To solve the inequality 1.2b + 35 < 50, we need to isolate the variable "b" on one side of the equation.
First, let's subtract 35 from both sides of the equation:
1.2b + 35 - 35 < 50 - 35
Simplifying, we get:
1.2b < 15
Now, to isolate "b", we divide both sides of the equation by 1.2:
1.2b / 1.2 < 15 / 1.2
Simplifying further, we get:
b < 12.5
Therefore, Youssef can bring a maximum of 12 books on his trip to ensure the total weight of his suitcase (including clothes and books) remains under 50 pounds.

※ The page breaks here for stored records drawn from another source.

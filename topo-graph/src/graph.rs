use clap::ValueEnum;
use fnv::FnvHashMap as HashMap;
use log::info;
use nalgebra_sparse::{CooMatrix, CscMatrix};
use ndarray::prelude::*;
use rayon::prelude::*;

/// Reduction applied to per-node values over a neighborhood
#[derive(ValueEnum, Clone, Copy, Debug, PartialEq, Eq)]
pub enum AggMode {
    Sum,
    Mean,
}

/// Direction tag for sample-space <-> node-space conversion
#[derive(Clone, Copy, Debug, PartialEq, Eq)]
pub enum SnDirection {
    SampleToNode,
    NodeToSample,
}

/// A topology-preserving graph over clustered samples.
///
/// Nodes are clusters of samples; edges carry the embedding distance
/// between adjacent clusters. The graph answers neighborhood queries
/// (all nodes within a path-distance cutoff) and reduces per-node or
/// per-sample feature values into per-node scores. It never computes
/// the embedding itself.
pub struct TopoGraph {
    /// node identifiers, fixed order
    pub node_names: Vec<Box<str>>,
    /// member sample indices per node, parallel to `node_names`
    pub node_members: Vec<Vec<usize>>,
    /// sample identifiers
    pub sample_names: Vec<Box<str>>,
    /// symmetric CSC adjacency of edge distances (n_nodes x n_nodes)
    pub adjacency: CscMatrix<f32>,
    /// canonical edge list (i < j), deduplicated
    pub edges: Vec<(usize, usize)>,
    /// edge distances, parallel to `edges`
    pub distances: Vec<f32>,
}

impl TopoGraph {
    /// Assemble a graph from node rosters and a weighted edge list.
    ///
    /// * `node_names` - node identifiers in graph order
    /// * `node_members` - sample indices belonging to each node
    /// * `sample_names` - sample identifiers
    /// * `edges` - `(i, j, distance)` triplets, any orientation
    pub fn from_edges(
        node_names: Vec<Box<str>>,
        node_members: Vec<Vec<usize>>,
        sample_names: Vec<Box<str>>,
        edges: Vec<(usize, usize, f32)>,
    ) -> anyhow::Result<TopoGraph> {
        let nn = node_names.len();
        let n_samples = sample_names.len();

        if node_members.len() != nn {
            anyhow::bail!(
                "{} membership lists for {} nodes",
                node_members.len(),
                nn
            );
        }

        for (node, members) in node_members.iter().enumerate() {
            if let Some(&s) = members.iter().find(|&&s| s >= n_samples) {
                anyhow::bail!("node {} refers to unknown sample index {}", node, s);
            }
        }

        let mut canonical: Vec<((usize, usize), f32)> = Vec::with_capacity(edges.len());
        for (i, j, d) in edges {
            if i >= nn || j >= nn {
                anyhow::bail!("edge ({}, {}) outside of {} nodes", i, j, nn);
            }
            if i == j || !d.is_finite() || d < 0.0 {
                continue;
            }
            let key = if i < j { (i, j) } else { (j, i) };
            canonical.push((key, d));
        }

        canonical.sort_by(|a, b| a.0.cmp(&b.0));
        canonical.dedup_by_key(|&mut (ij, _)| ij);

        let mut coo = CooMatrix::new(nn, nn);
        for &((i, j), d) in canonical.iter() {
            coo.push(i, j, d);
            coo.push(j, i, d);
        }
        let adjacency = CscMatrix::from(&coo);

        let (edge_pairs, distances): (Vec<_>, Vec<_>) = canonical.into_iter().unzip();

        info!(
            "graph: {} nodes, {} samples, {} edges",
            nn,
            n_samples,
            edge_pairs.len()
        );

        Ok(TopoGraph {
            node_names,
            node_members,
            sample_names,
            adjacency,
            edges: edge_pairs,
            distances,
        })
    }

    pub fn n_nodes(&self) -> usize {
        self.node_names.len()
    }

    pub fn n_samples(&self) -> usize {
        self.sample_names.len()
    }

    /// Adjacent nodes of `node` from the CSC adjacency matrix
    pub fn neighbors(&self, node: usize) -> &[usize] {
        let offsets = self.adjacency.col_offsets();
        let start = offsets[node];
        let end = offsets[node + 1];
        &self.adjacency.row_indices()[start..end]
    }

    /// Single-source shortest path distances over edge weights.
    ///
    /// Unreachable nodes keep `f32::INFINITY`. Small dense scan per
    /// step; node counts stay in the hundreds for mapper-style graphs.
    fn shortest_path_distances(&self, source: usize) -> Vec<f32> {
        let nn = self.n_nodes();
        let offsets = self.adjacency.col_offsets();
        let row_indices = self.adjacency.row_indices();
        let values = self.adjacency.values();

        let mut dist = vec![f32::INFINITY; nn];
        let mut visited = vec![false; nn];
        dist[source] = 0.0;

        for _ in 0..nn {
            let mut u = None;
            let mut best = f32::INFINITY;
            for (k, &d) in dist.iter().enumerate() {
                if !visited[k] && d < best {
                    best = d;
                    u = Some(k);
                }
            }
            let Some(u) = u else {
                break;
            };
            visited[u] = true;

            for idx in offsets[u]..offsets[u + 1] {
                let v = row_indices[idx];
                let alt = dist[u] + values[idx];
                if alt < dist[v] {
                    dist[v] = alt;
                }
            }
        }

        dist
    }

    /// Threshold-based neighborhoods for every node.
    ///
    /// The cutoff is the `nr_threshold` quantile (fraction in `[0,1]`,
    /// nearest rank) of all finite pairwise path distances. Each
    /// neighborhood holds every node within the cutoff and always
    /// contains the node itself; unreachable pairs never become
    /// neighbors.
    pub fn get_neighborhoods(&self, nr_threshold: f64) -> Vec<Vec<usize>> {
        let nn = self.n_nodes();

        let dist: Vec<Vec<f32>> = (0..nn)
            .into_par_iter()
            .map(|s| self.shortest_path_distances(s))
            .collect();

        let mut pool: Vec<f32> = dist
            .iter()
            .enumerate()
            .flat_map(|(i, row)| {
                row.iter()
                    .enumerate()
                    .filter(move |&(j, d)| i != j && d.is_finite())
                    .map(|(_, &d)| d)
            })
            .collect();

        if pool.is_empty() {
            // no edges at all; every node stands alone
            return (0..nn).map(|i| vec![i]).collect();
        }

        pool.sort_by(|a, b| a.partial_cmp(b).unwrap());
        let q = nr_threshold.clamp(0.0, 1.0);
        let rank = ((pool.len() - 1) as f64 * q).round() as usize;
        let cutoff = pool[rank];

        info!(
            "neighborhood cutoff {:.4} at quantile {:.2} over {} distances",
            cutoff,
            q,
            pool.len()
        );

        dist.into_iter()
            .map(|row| {
                row.into_iter()
                    .enumerate()
                    .filter(|&(_, d)| d <= cutoff)
                    .map(|(j, _)| j)
                    .collect()
            })
            .collect()
    }

    /// Reduce node-space values over each node's neighborhood.
    ///
    /// * `node_data` - node x feature matrix, rows in graph node order
    /// * `neighborhoods` - as returned by [`TopoGraph::get_neighborhoods`]
    /// * `mode` - reduction applied within each neighborhood
    pub fn neighborhood_score(
        &self,
        node_data: &Array2<f64>,
        neighborhoods: &[Vec<usize>],
        mode: AggMode,
    ) -> anyhow::Result<Array2<f64>> {
        let nn = self.n_nodes();
        if node_data.nrows() != nn {
            anyhow::bail!(
                "node data has {} rows for {} nodes",
                node_data.nrows(),
                nn
            );
        }
        if neighborhoods.len() != nn {
            anyhow::bail!(
                "{} neighborhoods for {} nodes",
                neighborhoods.len(),
                nn
            );
        }

        let nf = node_data.ncols();
        let mut scores = Array2::<f64>::zeros((nn, nf));

        for (i, hood) in neighborhoods.iter().enumerate() {
            let mut acc = scores.row_mut(i);
            for &m in hood.iter() {
                acc += &node_data.row(m);
            }
            if mode == AggMode::Mean && !hood.is_empty() {
                acc /= hood.len() as f64;
            }
        }

        Ok(scores)
    }

    /// Convert values between sample space and node space.
    ///
    /// `SampleToNode` averages member samples per node; `NodeToSample`
    /// averages owning nodes per sample. Rows without members (or
    /// samples outside every node) become zero.
    pub fn transform_sn(
        &self,
        data: &Array2<f64>,
        direction: SnDirection,
    ) -> anyhow::Result<Array2<f64>> {
        let nf = data.ncols();
        match direction {
            SnDirection::SampleToNode => {
                if data.nrows() != self.n_samples() {
                    anyhow::bail!(
                        "sample data has {} rows for {} samples",
                        data.nrows(),
                        self.n_samples()
                    );
                }
                let mut out = Array2::<f64>::zeros((self.n_nodes(), nf));
                for (i, members) in self.node_members.iter().enumerate() {
                    if members.is_empty() {
                        continue;
                    }
                    let mut acc = out.row_mut(i);
                    for &s in members.iter() {
                        acc += &data.row(s);
                    }
                    acc /= members.len() as f64;
                }
                Ok(out)
            }
            SnDirection::NodeToSample => {
                if data.nrows() != self.n_nodes() {
                    anyhow::bail!(
                        "node data has {} rows for {} nodes",
                        data.nrows(),
                        self.n_nodes()
                    );
                }
                let mut out = Array2::<f64>::zeros((self.n_samples(), nf));
                let mut owners = vec![0_usize; self.n_samples()];
                for (i, members) in self.node_members.iter().enumerate() {
                    for &s in members.iter() {
                        let mut acc = out.row_mut(s);
                        acc += &data.row(i);
                        owners[s] += 1;
                    }
                }
                for (s, &k) in owners.iter().enumerate() {
                    if k > 1 {
                        let mut acc = out.row_mut(s);
                        acc /= k as f64;
                    }
                }
                Ok(out)
            }
        }
    }

    /// Union of member samples over a set of nodes, deduplicated
    pub fn node2sample(&self, nodes: &[usize]) -> Vec<usize> {
        let mut samples: Vec<usize> = nodes
            .iter()
            .flat_map(|&n| self.node_members[n].iter().copied())
            .collect();
        samples.sort_unstable();
        samples.dedup();
        samples
    }

    /// Node name -> position lookup
    pub fn node_index_map(&self) -> HashMap<Box<str>, usize> {
        self.node_names
            .iter()
            .enumerate()
            .map(|(i, name)| (name.clone(), i))
            .collect()
    }
}

#[cfg(test)]
mod tests {
    use super::*;

    /// Path graph A - B - C - D with unit edge distances; one sample
    /// per node plus a shared sample between B and C
    fn path_graph() -> TopoGraph {
        TopoGraph::from_edges(
            vec!["A".into(), "B".into(), "C".into(), "D".into()],
            vec![vec![0], vec![1, 4], vec![2, 4], vec![3]],
            vec![
                "s0".into(),
                "s1".into(),
                "s2".into(),
                "s3".into(),
                "s4".into(),
            ],
            vec![(0, 1, 1.0), (1, 2, 1.0), (2, 3, 1.0)],
        )
        .unwrap()
    }

    #[test]
    fn neighbors_are_symmetric() {
        let g = path_graph();
        for node in 0..g.n_nodes() {
            for &m in g.neighbors(node) {
                assert!(g.neighbors(m).contains(&node));
            }
        }
    }

    #[test]
    fn unit_distance_neighborhoods() {
        let g = path_graph();
        // pairwise path distances are {1,1,1,2,2,3} each counted twice;
        // the 0.25 quantile lands on distance 1 -> direct neighbors only
        let hoods = g.get_neighborhoods(0.25);
        assert_eq!(hoods[0], vec![0, 1]);
        assert_eq!(hoods[1], vec![0, 1, 2]);
        assert_eq!(hoods[2], vec![1, 2, 3]);
        assert_eq!(hoods[3], vec![2, 3]);
    }

    #[test]
    fn neighborhood_scores_sum_mode() {
        let g = path_graph();
        let hoods = g.get_neighborhoods(0.25);
        let data =
            Array2::from_shape_vec((4, 1), vec![10.0, 1.0, 1.0, 10.0]).unwrap();
        let scores = g.neighborhood_score(&data, &hoods, AggMode::Sum).unwrap();
        let expected = [11.0, 12.0, 12.0, 11.0];
        for (i, &e) in expected.iter().enumerate() {
            assert_eq!(scores[(i, 0)], e);
        }
    }

    #[test]
    fn aggregation_is_deterministic() {
        let g = path_graph();
        let hoods = g.get_neighborhoods(0.25);
        let data =
            Array2::from_shape_vec((4, 2), vec![1.0, 0.5, 2.0, 0.5, 3.0, 0.5, 4.0, 0.5])
                .unwrap();
        let a = g.neighborhood_score(&data, &hoods, AggMode::Mean).unwrap();
        let b = g.neighborhood_score(&data, &hoods, AggMode::Mean).unwrap();
        assert_eq!(a, b);
    }

    #[test]
    fn sample_to_node_uses_member_means() {
        let g = path_graph();
        let data = Array2::from_shape_vec(
            (5, 1),
            vec![1.0, 2.0, 4.0, 8.0, 6.0],
        )
        .unwrap();
        let node_data = g.transform_sn(&data, SnDirection::SampleToNode).unwrap();
        assert_eq!(node_data[(0, 0)], 1.0);
        assert_eq!(node_data[(1, 0)], 4.0); // (2 + 6) / 2
        assert_eq!(node_data[(2, 0)], 5.0); // (4 + 6) / 2
        assert_eq!(node_data[(3, 0)], 8.0);
    }

    #[test]
    fn node_to_sample_averages_owners() {
        let g = path_graph();
        let node_data =
            Array2::from_shape_vec((4, 1), vec![1.0, 2.0, 4.0, 8.0]).unwrap();
        let data = g.transform_sn(&node_data, SnDirection::NodeToSample).unwrap();
        assert_eq!(data[(0, 0)], 1.0);
        assert_eq!(data[(4, 0)], 3.0); // shared between B and C
    }

    #[test]
    fn node2sample_deduplicates() {
        let g = path_graph();
        let samples = g.node2sample(&[1, 2]);
        assert_eq!(samples, vec![1, 2, 4]);
    }

    #[test]
    fn disconnected_nodes_stay_out() {
        let g = TopoGraph::from_edges(
            vec!["A".into(), "B".into(), "C".into()],
            vec![vec![0], vec![1], vec![2]],
            vec!["s0".into(), "s1".into(), "s2".into()],
            vec![(0, 1, 1.0)],
        )
        .unwrap();
        let hoods = g.get_neighborhoods(1.0);
        assert_eq!(hoods[0], vec![0, 1]);
        assert_eq!(hoods[1], vec![0, 1]);
        assert_eq!(hoods[2], vec![2]);
    }
}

To solve the inequality 1.2b + 35 < 50 for the number of books (b) Youssef can bring on the trip, we need to isolate the variable b.
1.2b + 35 < 50
Subtract 35 from both sides of the inequality:
1.2b < 50 - 35
1.2b < 15
Divide both sides of the inequality by 1.2 to solve for b:
b < 15 ÷ 1.2
b < 12.5
Therefore, Youssef can bring a maximum of 12 books on his trip to ensure his suitcase weighs less than 50 pounds.